Background: Patients with advanced asthma and chronic obstructive pulmonary disease (COPD) have postural deviations such as thoracic hyperkyphosis, forward shoulder posture (FSP) due to an increase in head and cervical protraction, reduced shoulder range of motion and a corresponding increase in scapula elevation and upward rotation. Unlike congenital vertebral kyphosis that are permanent and rigid deformities with bony and other structural deformations which cause respiratory impairment, these deformities in these patients may be more flexible. Since the thoracic hyperkyphosis has been implicated as having adverse health consequences it is necessary to evaluated the relationship between thoracic kyphosis and cardiopulmonary functions of patients with COPD and asthma. Methods: It was a cross-sectional analytical study. Eighty-four eligible patients with COPD and asthma were recruited from the Respiratory Unit, Department of Medicine, Lagos University Teaching Hospital (LUTH), and basic anthropometric parameters, pulmonary parameters, cardiovascular parameters, thoracic kyphosis (Cobb) angle and presence of respiratory symptoms of participants were assessed.

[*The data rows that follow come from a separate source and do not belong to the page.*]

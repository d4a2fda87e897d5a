// =============================================================================
// Rate-Limit Tracker — monitors USD-M futures request weight to avoid 429s
// =============================================================================
//
// Binance futures enforce a request-weight budget of 2400 per minute per IP.
// A full scan touches every USDT perpetual once, so a fast refresh interval
// combined with a wide universe can get close to it. We hard-cap ourselves
// below the exchange limit.
//
// The tracker reads the `X-MBX-USED-WEIGHT-1M` response header after every
// request and keeps an atomic counter that any task may query lock-free.
// The exchange resets the counter at each minute boundary, so a reading only
// counts within the minute it was reported in; after that the budget is
// considered fresh again.
// =============================================================================

use serde::{Deserialize, Serialize};
use std::sync::atomic::{AtomicU32, AtomicU64, Ordering};
use tracing::{debug, warn};

/// Hard ceiling at which we refuse to send additional requests.
const WEIGHT_HARD_LIMIT: u32 = 2000;
/// Soft warning threshold.
const WEIGHT_WARN_THRESHOLD: u32 = 1600;
/// Length of the exchange's weight window.
const WINDOW_MS: u64 = 60_000;

/// Request weight of `GET /fapi/v1/klines` for a given `limit`.
pub fn klines_weight(limit: usize) -> u32 {
    match limit {
        0..=99 => 1,
        100..=499 => 2,
        500..=1000 => 5,
        _ => 10,
    }
}

fn now_ms() -> u64 {
    u64::try_from(chrono::Utc::now().timestamp_millis()).unwrap_or(0)
}

fn minute_of(ms: u64) -> u64 {
    ms / WINDOW_MS
}

/// Thread-safe rate-limit tracker backed by atomic counters.
pub struct RateLimitTracker {
    used_weight_1m: AtomicU32,
    /// Minute index (epoch ms / 60 000) of the last header reading.
    window_minute: AtomicU64,
}

/// Immutable snapshot of the current rate-limit state.
#[derive(Debug, Clone, Serialize, Deserialize)]
pub struct RateLimitSnapshot {
    pub used_weight_1m: u32,
    pub hard_limit: u32,
}

impl RateLimitTracker {
    pub fn new() -> Self {
        Self {
            used_weight_1m: AtomicU32::new(0),
            window_minute: AtomicU64::new(0),
        }
    }

    /// Update the weight counter from the HTTP response headers.
    pub fn update_from_headers(&self, headers: &reqwest::header::HeaderMap) {
        let Some(w) = headers
            .get("X-MBX-USED-WEIGHT-1M")
            .and_then(|v| v.to_str().ok())
            .and_then(|s| s.parse::<u32>().ok())
        else {
            return;
        };
        self.record_weight_at(w, now_ms());
    }

    /// Store a weight reading taken at `now_ms`.
    pub fn record_weight_at(&self, weight: u32, now_ms: u64) {
        let prev = self.used_weight_at(now_ms);
        self.window_minute.store(minute_of(now_ms), Ordering::Relaxed);
        self.used_weight_1m.store(weight, Ordering::Relaxed);

        if weight >= WEIGHT_WARN_THRESHOLD && prev < WEIGHT_WARN_THRESHOLD {
            warn!(
                used_weight = weight,
                hard_limit = WEIGHT_HARD_LIMIT,
                "rate-limit weight crossed warning threshold"
            );
        }
        debug!(used_weight_1m = weight, "rate-limit weight updated from header");
    }

    /// Weight spent in the minute containing `now_ms`. A reading from an
    /// earlier minute no longer applies.
    fn used_weight_at(&self, now_ms: u64) -> u32 {
        if self.window_minute.load(Ordering::Relaxed) != minute_of(now_ms) {
            return 0;
        }
        self.used_weight_1m.load(Ordering::Relaxed)
    }

    /// Return `true` if we can afford to spend `weight` more request weight
    /// without exceeding the hard limit.
    pub fn can_send_request(&self, weight: u32) -> bool {
        self.can_send_request_at(weight, now_ms())
    }

    pub fn can_send_request_at(&self, weight: u32, now_ms: u64) -> bool {
        let current = self.used_weight_at(now_ms);
        let allowed = current.saturating_add(weight) <= WEIGHT_HARD_LIMIT;
        if !allowed {
            warn!(
                current_weight = current,
                requested_weight = weight,
                hard_limit = WEIGHT_HARD_LIMIT,
                "request blocked — would exceed rate-limit"
            );
        }
        allowed
    }

    pub fn snapshot(&self) -> RateLimitSnapshot {
        RateLimitSnapshot {
            used_weight_1m: self.used_weight_at(now_ms()),
            hard_limit: WEIGHT_HARD_LIMIT,
        }
    }
}

impl Default for RateLimitTracker {
    fn default() -> Self {
        Self::new()
    }
}

impl std::fmt::Debug for RateLimitTracker {
    fn fmt(&self, f: &mut std::fmt::Formatter<'_>) -> std::fmt::Result {
        f.debug_struct("RateLimitTracker")
            .field("used_weight_1m", &self.used_weight_1m.load(Ordering::Relaxed))
            .field("window_minute", &self.window_minute.load(Ordering::Relaxed))
            .finish()
    }
}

Data was analyzed using SPSS version 20. Results: There was no significant correlation between the thoracic kyphosis and selected pulmonary parameters (Forced Expiratory Volume in one second (FEV1, p=0.36), Forced Vital Capacity (FVC, p=0.95), Peak Expiratory Flow Rate (PEFR, p=0.16), Thoracic expansion (TE, p=0.27)/cardiovascular parameters (Systolic Blood Pressure (SBP, p=0.108), Diastolic Blood Pressure (DBP, p=0.17) and Pulse Rate (PR, p=0.93) as well as the respiratory symptoms (SGRQ scores, p=0.11) in all subjects. Conclusion: There was no relationship between thoracic kyphosis and selected pulmonary/cardiovascular parameters as well as respiratory symptoms in patients with COPD and asthma.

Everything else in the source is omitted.